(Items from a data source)
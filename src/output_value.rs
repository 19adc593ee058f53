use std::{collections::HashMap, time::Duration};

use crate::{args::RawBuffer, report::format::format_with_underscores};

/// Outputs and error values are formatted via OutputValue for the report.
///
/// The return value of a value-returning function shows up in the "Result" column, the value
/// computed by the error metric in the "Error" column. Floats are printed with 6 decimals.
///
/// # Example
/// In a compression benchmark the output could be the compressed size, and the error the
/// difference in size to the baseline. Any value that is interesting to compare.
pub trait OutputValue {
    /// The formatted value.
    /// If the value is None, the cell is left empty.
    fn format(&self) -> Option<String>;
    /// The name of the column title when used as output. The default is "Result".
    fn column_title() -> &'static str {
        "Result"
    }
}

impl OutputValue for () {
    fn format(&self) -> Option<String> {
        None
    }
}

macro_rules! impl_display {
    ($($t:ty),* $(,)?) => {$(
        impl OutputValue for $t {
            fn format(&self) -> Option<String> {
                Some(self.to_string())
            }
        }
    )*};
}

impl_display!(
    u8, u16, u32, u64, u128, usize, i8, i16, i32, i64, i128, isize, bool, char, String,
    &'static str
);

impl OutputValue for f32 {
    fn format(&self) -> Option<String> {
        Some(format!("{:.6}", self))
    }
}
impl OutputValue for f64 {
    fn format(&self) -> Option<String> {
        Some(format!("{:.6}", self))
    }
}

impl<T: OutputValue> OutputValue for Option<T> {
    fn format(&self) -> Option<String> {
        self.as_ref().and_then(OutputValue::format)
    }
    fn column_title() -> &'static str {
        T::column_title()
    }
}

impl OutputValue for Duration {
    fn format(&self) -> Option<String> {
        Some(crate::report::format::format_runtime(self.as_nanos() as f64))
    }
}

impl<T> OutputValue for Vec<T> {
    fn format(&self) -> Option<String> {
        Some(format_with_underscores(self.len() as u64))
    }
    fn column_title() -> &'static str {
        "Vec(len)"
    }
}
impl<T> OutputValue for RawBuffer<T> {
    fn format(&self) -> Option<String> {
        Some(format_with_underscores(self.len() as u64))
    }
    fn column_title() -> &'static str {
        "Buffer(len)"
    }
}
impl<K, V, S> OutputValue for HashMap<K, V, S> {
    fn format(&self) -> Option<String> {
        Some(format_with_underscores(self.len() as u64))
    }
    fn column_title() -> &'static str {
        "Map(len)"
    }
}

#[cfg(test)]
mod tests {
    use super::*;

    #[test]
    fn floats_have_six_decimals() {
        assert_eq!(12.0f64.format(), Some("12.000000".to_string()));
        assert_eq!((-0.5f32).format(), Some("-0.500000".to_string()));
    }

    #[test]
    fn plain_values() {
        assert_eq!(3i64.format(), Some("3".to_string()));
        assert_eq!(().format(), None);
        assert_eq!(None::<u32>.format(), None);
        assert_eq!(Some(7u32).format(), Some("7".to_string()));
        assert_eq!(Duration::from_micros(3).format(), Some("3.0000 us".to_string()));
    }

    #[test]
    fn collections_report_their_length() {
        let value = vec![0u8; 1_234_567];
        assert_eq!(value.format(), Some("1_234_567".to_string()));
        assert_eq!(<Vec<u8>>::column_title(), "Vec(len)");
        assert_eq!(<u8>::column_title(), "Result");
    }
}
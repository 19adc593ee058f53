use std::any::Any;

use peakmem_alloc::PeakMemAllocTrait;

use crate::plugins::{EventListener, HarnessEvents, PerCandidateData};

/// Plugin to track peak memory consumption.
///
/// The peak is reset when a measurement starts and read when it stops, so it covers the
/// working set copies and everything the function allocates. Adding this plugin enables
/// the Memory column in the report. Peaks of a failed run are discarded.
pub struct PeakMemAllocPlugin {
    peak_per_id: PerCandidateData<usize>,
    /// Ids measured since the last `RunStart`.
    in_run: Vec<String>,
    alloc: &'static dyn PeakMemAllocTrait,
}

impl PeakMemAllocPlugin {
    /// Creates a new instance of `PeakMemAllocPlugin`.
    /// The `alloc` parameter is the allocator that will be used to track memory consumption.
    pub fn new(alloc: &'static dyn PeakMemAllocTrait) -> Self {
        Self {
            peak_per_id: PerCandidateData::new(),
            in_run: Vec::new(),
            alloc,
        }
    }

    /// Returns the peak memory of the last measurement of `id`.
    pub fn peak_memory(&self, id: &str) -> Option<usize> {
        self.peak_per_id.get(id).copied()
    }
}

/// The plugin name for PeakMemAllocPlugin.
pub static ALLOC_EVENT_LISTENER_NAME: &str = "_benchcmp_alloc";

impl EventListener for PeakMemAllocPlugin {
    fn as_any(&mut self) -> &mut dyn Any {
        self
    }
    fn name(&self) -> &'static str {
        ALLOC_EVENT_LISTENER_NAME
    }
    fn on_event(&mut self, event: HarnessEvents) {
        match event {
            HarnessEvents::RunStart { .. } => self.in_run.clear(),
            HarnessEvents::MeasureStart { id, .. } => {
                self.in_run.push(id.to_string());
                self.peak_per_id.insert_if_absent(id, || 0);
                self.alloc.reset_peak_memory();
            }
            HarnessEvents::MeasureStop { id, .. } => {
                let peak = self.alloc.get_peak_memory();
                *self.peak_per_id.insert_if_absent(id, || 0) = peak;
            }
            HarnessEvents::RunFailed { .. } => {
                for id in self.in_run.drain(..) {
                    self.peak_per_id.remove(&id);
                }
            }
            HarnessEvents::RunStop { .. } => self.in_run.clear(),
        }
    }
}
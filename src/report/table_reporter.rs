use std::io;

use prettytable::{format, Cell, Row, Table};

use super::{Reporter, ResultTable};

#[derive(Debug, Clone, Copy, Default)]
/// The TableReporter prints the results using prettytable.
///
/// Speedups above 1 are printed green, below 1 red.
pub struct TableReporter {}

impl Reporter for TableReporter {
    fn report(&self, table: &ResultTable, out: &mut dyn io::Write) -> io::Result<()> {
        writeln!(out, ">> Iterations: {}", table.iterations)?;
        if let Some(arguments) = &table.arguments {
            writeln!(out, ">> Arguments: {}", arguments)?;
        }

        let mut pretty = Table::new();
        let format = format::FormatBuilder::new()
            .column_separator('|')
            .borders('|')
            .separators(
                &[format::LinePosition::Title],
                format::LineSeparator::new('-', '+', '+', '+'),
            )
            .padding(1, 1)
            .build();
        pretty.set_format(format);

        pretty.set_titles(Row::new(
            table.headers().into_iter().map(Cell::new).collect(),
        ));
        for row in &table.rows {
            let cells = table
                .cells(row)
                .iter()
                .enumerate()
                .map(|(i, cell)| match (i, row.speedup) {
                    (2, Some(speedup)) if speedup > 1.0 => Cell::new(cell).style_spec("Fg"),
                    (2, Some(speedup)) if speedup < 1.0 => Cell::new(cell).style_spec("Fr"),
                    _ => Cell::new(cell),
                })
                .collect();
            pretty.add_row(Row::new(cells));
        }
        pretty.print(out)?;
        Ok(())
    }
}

Task item -> Your answer must be an exact transcription of every record above.

Answer box ->
filename src/output_value.rs
repository 19adc593ee058f53
use std::{collections::HashMap, time::Duration};

use crate::{args::RawBuffer, report::format::format_with_underscores};

/// Outputs and error values are formatted via OutputValue for the report.
///
/// The return value of a value-returning function shows up in the "Result" column, the value
/// computed by the error metric in the "Error" column. Floats are printed with 6 decimals.
///
/// # Example
/// In a compression benchmark the output could be the compressed size, and the error the
/// difference in size to the baseline. Any value that is interesting to compare.
pub trait OutputValue {
    /// The formatted value.
    /// If the value is None, the cell is left empty.
    fn format(&self) -> Option<String>;
    /// The name of the column title when used as output. The default is "Result".
    fn column_title() -> &'static str {
        "Result"
    }
}

impl OutputValue for () {
    fn format(&self) -> Option<String> {
        None
    }
}

macro_rules! impl_display {
    ($($t:ty),* $(,)?) => {$(
        impl OutputValue for $t {
            fn format(&self) -> Option<String> {
                Some(self.to_string())
            }
        }
    )*};
}

impl_display!(
    u8, u16, u32, u64, u128, usize, i8, i16, i32, i64, i128, isize, bool, char, String,
    &'static str
);

impl OutputValue for f32 {
    fn format(&self) -> Option<String> {
        Some(format!("{:.6}", self))
    }
}
impl OutputValue for f64 {
    fn format(&self) -> Option<String> {
        Some(format!("{:.6}", self))
    }
}

impl<T: OutputValue> OutputValue for Option<T> {
    fn format(&self) -> Option<String> {
        self.as_ref().and_then(OutputValue::format)
    }
    fn column_title() -> &'static str {
        T::column_title()
    }
}

impl OutputValue for Duration {
    fn format(&self) -> Option<String> {
        Some(crate::report::format::format_runtime(self.as_nanos() as f64))
    }
}

impl<T> OutputValue for Vec<T> {
    fn format(&self) -> Option<String> {
        Some(format_with_underscores(self.len() as u64))
    }
    fn column_title() -> &'static str {
        "Vec(len)"
    }
}
impl<T> OutputValue for RawBuffer<T> {
    fn format(&self) -> Option<String> {
        Some(format_with_underscores(self.len() as u64))
    }
    fn column_title() -> &'static str {
        "Buffer(len)"
    }
}
impl<K, V, S> OutputValue for HashMap<K, V, S> {
    fn format(&self) -> Option<String> {
        Some(format_with_underscores(self.len() as u64))
    }
    fn column_title() -> &'static str {
        "Map(len)"
    }
}

#[cfg(test)]
mod tests {
    use super::*;

    #[test]
    fn floats_have_six_decimals() {
        assert_eq!(12.0f64.format(), Some("12.000000".to_string()));
        assert_eq!((-0.5f32).format(), Some("-0.500000".to_string()));
    }

    #[test]
    fn plain_values() {
        assert_eq!(3i64.format(), Some("3".to_string()));
        assert_eq!(().format(), None);
        assert_eq!(None::<u32>.format(), None);
        assert_eq!(Some(7u32).format(), Some("7".to_string()));
        assert_eq!(Duration::from_micros(3).format(), Some("3.0000 us".to_string()));
    }

    #[test]
    fn collections_report_their_length() {
        let value = vec![0u8; 1_234_567];
        assert_eq!(value.format(), Some("1_234_567".to_string()));
        assert_eq!(<Vec<u8>>::column_title(), "Vec(len)");
        assert_eq!(<u8>::column_title(), "Result");
    }
}
repository 19adc593ee058f53
use std::any::Any;

use peakmem_alloc::PeakMemAllocTrait;

use crate::plugins::{EventListener, HarnessEvents, PerCandidateData};

/// Plugin to track peak memory consumption.
///
/// The peak is reset when a measurement starts and read when it stops, so it covers the
/// working set copies and everything the function allocates. Adding this plugin enables
/// the Memory column in the report. Peaks of a failed run are discarded.
pub struct PeakMemAllocPlugin {
    peak_per_id: PerCandidateData<usize>,
    /// Ids measured since the last `RunStart`.
    in_run: Vec<String>,
    alloc: &'static dyn PeakMemAllocTrait,
}

impl PeakMemAllocPlugin {
    /// Creates a new instance of `PeakMemAllocPlugin`.
    /// The `alloc` parameter is the allocator that will be used to track memory consumption.
    pub fn new(alloc: &'static dyn PeakMemAllocTrait) -> Self {
        Self {
            peak_per_id: PerCandidateData::new(),
            in_run: Vec::new(),
            alloc,
        }
    }

    /// Returns the peak memory of the last measurement of `id`.
    pub fn peak_memory(&self, id: &str) -> Option<usize> {
        self.peak_per_id.get(id).copied()
    }
}

/// The plugin name for PeakMemAllocPlugin.
pub static ALLOC_EVENT_LISTENER_NAME: &str = "_benchcmp_alloc";

impl EventListener for PeakMemAllocPlugin {
    fn as_any(&mut self) -> &mut dyn Any {
        self
    }
    fn name(&self) -> &'static str {
        ALLOC_EVENT_LISTENER_NAME
    }
    fn on_event(&mut self, event: HarnessEvents) {
        match event {
            HarnessEvents::RunStart { .. } => self.in_run.clear(),
            HarnessEvents::MeasureStart { id, .. } => {
                self.in_run.push(id.to_string());
                self.peak_per_id.insert_if_absent(id, || 0);
                self.alloc.reset_peak_memory();
            }
            HarnessEvents::MeasureStop { id, .. } => {
                let peak = self.alloc.get_peak_memory();
                *self.peak_per_id.insert_if_absent(id, || 0) = peak;
            }
            HarnessEvents::RunFailed { .. } => {
                for id in self.in_run.drain(..) {
                    self.peak_per_id.remove(&id);
                }
            }
            HarnessEvents::RunStop { .. } => self.in_run.clear(),
        }
    }
}
filename src/report/table_reporter.rs
use std::io;

use prettytable::{format, Cell, Row, Table};

use super::{Reporter, ResultTable};

#[derive(Debug, Clone, Copy, Default)]
/// The TableReporter prints the results using prettytable.
///
/// Speedups above 1 are printed green, below 1 red.
pub struct TableReporter {}

impl Reporter for TableReporter {
    fn report(&self, table: &ResultTable, out: &mut dyn io::Write) -> io::Result<()> {
        writeln!(out, ">> Iterations: {}", table.iterations)?;
        if let Some(arguments) = &table.arguments {
            writeln!(out, ">> Arguments: {}", arguments)?;
        }

        let mut pretty = Table::new();
        let format = format::FormatBuilder::new()
            .column_separator('|')
            .borders('|')
            .separators(
                &[format::LinePosition::Title],
                format::LineSeparator::new('-', '+', '+', '+'),
            )
            .padding(1, 1)
            .build();
        pretty.set_format(format);

        pretty.set_titles(Row::new(
            table.headers().into_iter().map(Cell::new).collect(),
        ));
        for row in &table.rows {
            let cells = table
                .cells(row)
                .iter()
                .enumerate()
                .map(|(i, cell)| match (i, row.speedup) {
                    (2, Some(speedup)) if speedup > 1.0 => Cell::new(cell).style_spec("Fg"),
                    (2, Some(speedup)) if speedup < 1.0 => Cell::new(cell).style_spec("Fr"),
                    _ => Cell::new(cell),
                })
                .collect();
            pretty.add_row(Row::new(cells));
        }
        pretty.print(out)?;
        Ok(())
    }
}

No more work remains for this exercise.